● **Task directions**
Scan the material below for the string "Upper". Report every line that has it.
━━ Provided records ━━
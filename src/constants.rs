use std::time::Duration;

/// Name of the SDK command-line entry point
pub const DOTNET_APP_NAME: &str = "dotnet";

/// Environment variables consulted when locating the SDK
pub mod env {
    /// Explicit install directory
    pub const INSTALL_DIR: &str = "DOTNET_INSTALL_DIR";

    /// Per-user home directory, searched for `.dotnet`
    pub const HOME: &str = "HOME";

    /// Per-user local application data, searched for `Microsoft/dotnet`
    pub const LOCAL_APP_DATA: &str = "LocalAppData";
}

/// Relative install locations under the per-user directories
pub mod install {
    /// Directory under the home directory
    pub const HOME_SUBDIR: &str = ".dotnet";

    /// Vendor directory under local application data
    pub const VENDOR: &str = "Microsoft";

    /// Tool directory under the vendor directory
    pub const TOOL: &str = "dotnet";
}

/// Target framework used by publish when none is given.
/// Every test site supports .NET Core App on every platform.
pub const DEFAULT_FRAMEWORK: &str = "netcoreapp1.1";

/// Upper bound on a restore run
pub const RESTORE_TIMEOUT: Duration = Duration::from_secs(300);

/// Upper bound on a publish run
pub const PUBLISH_TIMEOUT: Duration = Duration::from_secs(5 * 60);

/// How often a running child is polled for exit
pub const POLL_INTERVAL: Duration = Duration::from_millis(50);
//! Restore and publish through the .NET SDK
//!
//! [`DotnetHelper`] holds no mutable state. Build one at startup and pass it to
//! whatever needs to run the SDK.

use crate::config::Config;
use crate::constants::{DEFAULT_FRAMEWORK, PUBLISH_TIMEOUT, RESTORE_TIMEOUT};
use crate::invoke::{Invocation, InvocationOutcome};
use crate::locate::{is_bare_command, DotnetLocator};
use std::path::{Path, PathBuf};
use std::time::Duration;
use tracing::{error, info};


pub struct DotnetHelper {
    locator: DotnetLocator,
    default_framework: String,
    restore_timeout: Duration,
    publish_timeout: Duration,
}

impl Default for DotnetHelper {
    fn default() -> Self {
        Self::new(DotnetLocator::new())
    }
}

impl DotnetHelper {
    pub fn new(locator: DotnetLocator) -> Self {
        Self {
            locator,
            default_framework: DEFAULT_FRAMEWORK.to_string(),
            restore_timeout: RESTORE_TIMEOUT,
            publish_timeout: PUBLISH_TIMEOUT,
        }
    }

    pub fn from_config(locator: DotnetLocator, config: &Config) -> Self {
        Self::new(locator)
            .with_default_framework(config.framework())
            .with_timeouts(config.restore_timeout(), config.publish_timeout())
    }

    /// Framework used by publish when the caller passes none. Empty keeps the
    /// current default.
    pub fn with_default_framework(mut self, framework: impl Into<String>) -> Self {
        let framework = framework.into();
        if !framework.is_empty() {
            self.default_framework = framework;
        }
        self
    }

    pub fn with_timeouts(mut self, restore: Duration, publish: Duration) -> Self {
        self.restore_timeout = restore;
        self.publish_timeout = publish;
        self
    }

    /// SDK install directory, if one of the conventional locations exists
    pub fn dotnet_path(&self) -> Option<PathBuf> {
        self.locator.dotnet_path()
    }

    /// Resolved executable, or the bare `dotnet` command
    pub fn dotnet_executable(&self) -> PathBuf {
        self.locator.dotnet_executable()
    }

    /// Start configuration for an arbitrary argument string.
    ///
    /// Shell execution is enabled only when the executable fell back to the bare
    /// command name, so the host search path gets to resolve it.
    pub fn build_start_info(&self, app_base_path: impl AsRef<Path>, argument: &str) -> Invocation {
        let dotnet = self.dotnet_executable();
        let use_shell = is_bare_command(&dotnet);
        Invocation::new(dotnet, app_base_path, argument).with_shell(use_shell)
    }

    pub fn restore_invocation(
        &self,
        working_dir: impl AsRef<Path>,
        quiet: bool,
        use_shell: bool,
    ) -> Invocation {
        let arguments = if quiet {
            "restore --verbosity minimal"
        } else {
            "restore"
        };
        Invocation::new(self.dotnet_executable(), working_dir, arguments).with_shell(use_shell)
    }

    pub fn publish_invocation(
        &self,
        working_dir: impl AsRef<Path>,
        output_dir: impl AsRef<Path>,
        framework: &str,
        use_shell: bool,
    ) -> Invocation {
        // Multi-target projects require an explicit framework
        let framework = if framework.is_empty() {
            self.default_framework.as_str()
        } else {
            framework
        };
        let arguments = format!(
            "publish --output \"{}\" --framework {}",
            output_dir.as_ref().display(),
            framework
        );
        Invocation::new(self.dotnet_executable(), working_dir, arguments).with_shell(use_shell)
    }

    /// Run `dotnet restore`, reporting how it ended
    pub fn run_restore(
        &self,
        working_dir: impl AsRef<Path>,
        quiet: bool,
        use_shell: bool,
    ) -> InvocationOutcome {
        info!("Restoring packages in {}", working_dir.as_ref().display());
        let outcome = self
            .restore_invocation(working_dir, quiet, use_shell)
            .execute(self.restore_timeout);
        report("restore", &outcome);
        outcome
    }

    /// Run `dotnet restore`; true only for a zero exit within the timeout
    pub fn restore(&self, working_dir: impl AsRef<Path>, quiet: bool, use_shell: bool) -> bool {
        self.run_restore(working_dir, quiet, use_shell).success()
    }

    /// Run `dotnet publish`, reporting how it ended.
    /// An empty `framework` selects the default target framework.
    pub fn run_publish(
        &self,
        working_dir: impl AsRef<Path>,
        output_dir: impl AsRef<Path>,
        framework: &str,
        use_shell: bool,
    ) -> InvocationOutcome {
        info!(
            "Publishing {} to {}",
            working_dir.as_ref().display(),
            output_dir.as_ref().display()
        );
        let outcome = self
            .publish_invocation(working_dir, output_dir, framework, use_shell)
            .execute(self.publish_timeout);
        report("publish", &outcome);
        outcome
    }

    /// Run `dotnet publish` for a specific framework
    pub fn publish_with_framework(
        &self,
        working_dir: impl AsRef<Path>,
        output_dir: impl AsRef<Path>,
        framework: &str,
        use_shell: bool,
    ) -> bool {
        self.run_publish(working_dir, output_dir, framework, use_shell)
            .success()
    }

    /// Run `dotnet publish` for the default framework without a shell
    pub fn publish(&self, working_dir: impl AsRef<Path>, output_dir: impl AsRef<Path>) -> bool {
        self.publish_with_framework(working_dir, output_dir, "", false)
    }
}

fn report(operation: &str, outcome: &InvocationOutcome) {
    if outcome.success() {
        info!("dotnet {} succeeded", operation);
    } else {
        error!("dotnet {} failed: {}", operation, outcome);
    }
}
━━━
● **Answer to the problem**
/// Upper bound on a restore run
/// Upper bound on a publish run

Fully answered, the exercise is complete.